Student recruitment trends to watch: forecasting your September and January intakes

Group 197

Throughout this student recruitment cycle, we’ve seen strong intent from students across all international markets to study overseas. However, as we get closer to September, the realities of visa processing bottlenecks, quarantine costs and distance/blended learning are coming to the surface more often in our daily conversations with offer holders.

Like last year, there is a lot at play around the world that is out of universities control.

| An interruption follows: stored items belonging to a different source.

//! JWT access-token generation/validation and refresh-token helpers.
//!
//! Access tokens are HS256-signed JWTs containing a [`Claims`] payload.
//! Refresh tokens are opaque random strings; only their SHA-256 hash is stored
//! server-side so a database leak does not compromise active sessions.

use jsonwebtoken::{decode, encode, DecodingKey, EncodingKey, Header, Validation};
use serde::{Deserialize, Serialize};
use sha2::{Digest, Sha256};
use uuid::Uuid;
use veranda_core::types::DbId;

/// JWT claims embedded in every access token.
#[derive(Debug, Serialize, Deserialize, Clone)]
pub struct Claims {
    /// Subject -- the user's internal database id.
    pub sub: DbId,
    /// The user's role name (e.g. `"admin"`, `"resident"`).
    pub role: String,
    /// The project the user belongs to. `None` only for super admins.
    pub project_id: Option<DbId>,
    /// Expiration time (UTC Unix timestamp).
    pub exp: i64,
    /// Issued-at time (UTC Unix timestamp).
    pub iat: i64,
    /// Unique token identifier (UUID v4) for revocation / audit.
    pub jti: String,
}

/// Configuration for JWT token generation and validation.
#[derive(Debug, Clone)]
pub struct JwtConfig {
    /// HMAC-SHA256 secret used to sign and verify tokens.
    pub secret: String,
    /// Access token lifetime in minutes (default: 15).
    pub access_token_expiry_mins: i64,
    /// Refresh token lifetime in days (default: 7).
    pub refresh_token_expiry_days: i64,
}

/// Default access token expiry in minutes.
const DEFAULT_ACCESS_EXPIRY_MINS: i64 = 15;
/// Default refresh token expiry in days.
const DEFAULT_REFRESH_EXPIRY_DAYS: i64 = 7;

impl JwtConfig {
    /// Load JWT configuration from environment variables.
    ///
    /// | Env Var                    | Required | Default |
    /// |----------------------------|----------|---------|
    /// | `JWT_SECRET`               | **yes**  | --      |
    /// | `JWT_ACCESS_EXPIRY_MINS`   | no       | `15`    |
    /// | `JWT_REFRESH_EXPIRY_DAYS`  | no       | `7`     |
    ///
    /// # Panics
    ///
    /// Panics if `JWT_SECRET` is not set or is empty.
    pub fn from_env() -> Self {
        let secret =
            std::env::var("JWT_SECRET").expect("JWT_SECRET must be set in the environment");
        assert!(!secret.is_empty(), "JWT_SECRET must not be empty");

        let access_token_expiry_mins: i64 = std::env::var("JWT_ACCESS_EXPIRY_MINS")
            .unwrap_or_else(|_| DEFAULT_ACCESS_EXPIRY_MINS.to_string())
            .parse()
            .expect("JWT_ACCESS_EXPIRY_MINS must be a valid i64");

        let refresh_token_expiry_days: i64 = std::env::var("JWT_REFRESH_EXPIRY_DAYS")
            .unwrap_or_else(|_| DEFAULT_REFRESH_EXPIRY_DAYS.to_string())
            .parse()
            .expect("JWT_REFRESH_EXPIRY_DAYS must be a valid i64");

        Self {
            secret,
            access_token_expiry_mins,
            refresh_token_expiry_days,
        }
    }
}

/// Generate an HS256 access token for the given user.
///
/// The token contains the user id, role, project scope, issue time,
/// expiration, and a unique `jti` claim.
pub fn generate_access_token(
    user_id: DbId,
    role: &str,
    project_id: Option<DbId>,
    config: &JwtConfig,
) -> Result<String, jsonwebtoken::errors::Error> {
    let now = chrono::Utc::now().timestamp();
    let exp = now + config.access_token_expiry_mins * 60;

    let claims = Claims {
        sub: user_id,
        role: role.to_string(),
        project_id,
        exp,
        iat: now,
        jti: Uuid::new_v4().to_string(),
    };

    encode(
        &Header::default(), // HS256
        &claims,
        &EncodingKey::from_secret(config.secret.as_bytes()),
    )
}

/// Validate and decode an access token, returning the embedded [`Claims`].
///
/// Validates the signature, expiration, and issued-at claims automatically.
pub fn validate_token(
    token: &str,
    config: &JwtConfig,
) -> Result<Claims, jsonwebtoken::errors::Error> {
    let token_data = decode::<Claims>(
        token,
        &DecodingKey::from_secret(config.secret.as_bytes()),
        &Validation::default(), // HS256, validates exp
    )?;
    Ok(token_data.claims)
}

/// Generate a cryptographically random refresh token.
///
/// Returns a tuple of `(plaintext_token, sha256_hex_hash)`. The plaintext is
/// sent to the client; only the hash should be persisted server-side.
pub fn generate_refresh_token() -> (String, String) {
    let plaintext = Uuid::new_v4().to_string();
    let hash = hash_refresh_token(&plaintext);
    (plaintext, hash)
}

/// Compute the SHA-256 hex digest of a refresh token.
///
/// Use this to compare an incoming refresh token against the stored hash.
pub fn hash_refresh_token(token: &str) -> String {
    let mut hasher = Sha256::new();
    hasher.update(token.as_bytes());
    format!("{:x}", hasher.finalize())
}

#[cfg(test)]
mod tests {
    use super::*;

    /// Helper to build a test config with a known secret.
    fn test_config() -> JwtConfig {
        JwtConfig {
            secret: "test-secret-that-is-long-enough-for-hmac".to_string(),
            access_token_expiry_mins: 15,
            refresh_token_expiry_days: 7,
        }
    }

    #[test]
    fn test_generate_and_validate_access_token() {
        let config = test_config();
        let token = generate_access_token(42, "admin", Some(7), &config)
            .expect("token generation should succeed");

        let claims = validate_token(&token, &config).expect("token validation should succeed");
        assert_eq!(claims.sub, 42);
        assert_eq!(claims.role, "admin");
        assert_eq!(claims.project_id, Some(7));
        assert!(claims.exp > claims.iat);
        assert!(!claims.jti.is_empty());
    }

    #[test]
    fn test_super_admin_token_has_no_project() {
        let config = test_config();
        let token = generate_access_token(1, "super_admin", None, &config)
            .expect("token generation should succeed");

        let claims = validate_token(&token, &config).expect("token validation should succeed");
        assert_eq!(claims.project_id, None);
    }

    #[test]
    fn test_expired_token_fails() {
        let config = test_config();

        // Manually create an already-expired token.
        // Use a margin well beyond the default 60-second leeway.
        let now = chrono::Utc::now().timestamp();
        let claims = Claims {
            sub: 1,
            role: "resident".to_string(),
            project_id: Some(1),
            exp: now - 300, // expired 5 minutes ago (well past leeway)
            iat: now - 600,
            jti: Uuid::new_v4().to_string(),
        };

        let token = encode(
            &Header::default(),
            &claims,
            &EncodingKey::from_secret(config.secret.as_bytes()),
        )
        .expect("encoding should succeed");

        let result = validate_token(&token, &config);
        assert!(result.is_err(), "expired token must fail validation");
    }

    #[test]
    fn test_refresh_token_hash_matches() {
        let (plaintext, hash) = generate_refresh_token();

        // Re-hashing the same plaintext must produce the same digest.
        let rehashed = hash_refresh_token(&plaintext);
        assert_eq!(hash, rehashed, "hash of the same token must be stable");

        // Sanity: the hash should be a 64-char hex string (SHA-256).
        assert_eq!(hash.len(), 64);
    }

    #[test]
    fn test_different_secrets_fail() {
        let config_a = JwtConfig {
            secret: "secret-alpha".to_string(),
            access_token_expiry_mins: 15,
            refresh_token_expiry_days: 7,
        };
        let config_b = JwtConfig {
            secret: "secret-bravo".to_string(),
            access_token_expiry_mins: 15,
            refresh_token_expiry_days: 7,
        };

        let token = generate_access_token(1, "resident", Some(1), &config_a)
            .expect("token generation should succeed");

        let result = validate_token(&token, &config_b);
        assert!(
            result.is_err(),
            "token signed with a different secret must fail"
        );
    }
}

But, understanding the global factors influencing students’ decision-making can help you better calibrate enrolment forecasts and tailor communications with students to support their needs at this point in their recruitment journeys.

In this round-up, we outline student trends that we’re keeping an eye on to better anticipate enrolment behaviours.

Student FAQ and sentiment analysis

Throughout the student recruitment cycle, we track pre-applicant and offer holder FAQs and sentiments towards the university, and study destination more broadly.

FAQs reveal the concerns and interests that are top of mind for students which informs future conversations with students individually and, where we see trends, lends direction to topics that will resonate with particular student segments in automated channels like email marketing.

As we get closer to the end of the student recruitment cycle, offer holder FAQs and sentiment analysis can be used to refine enrolment forecasts as we can unpick any lingering stumbling blocks students are encountering on their way to enrolment.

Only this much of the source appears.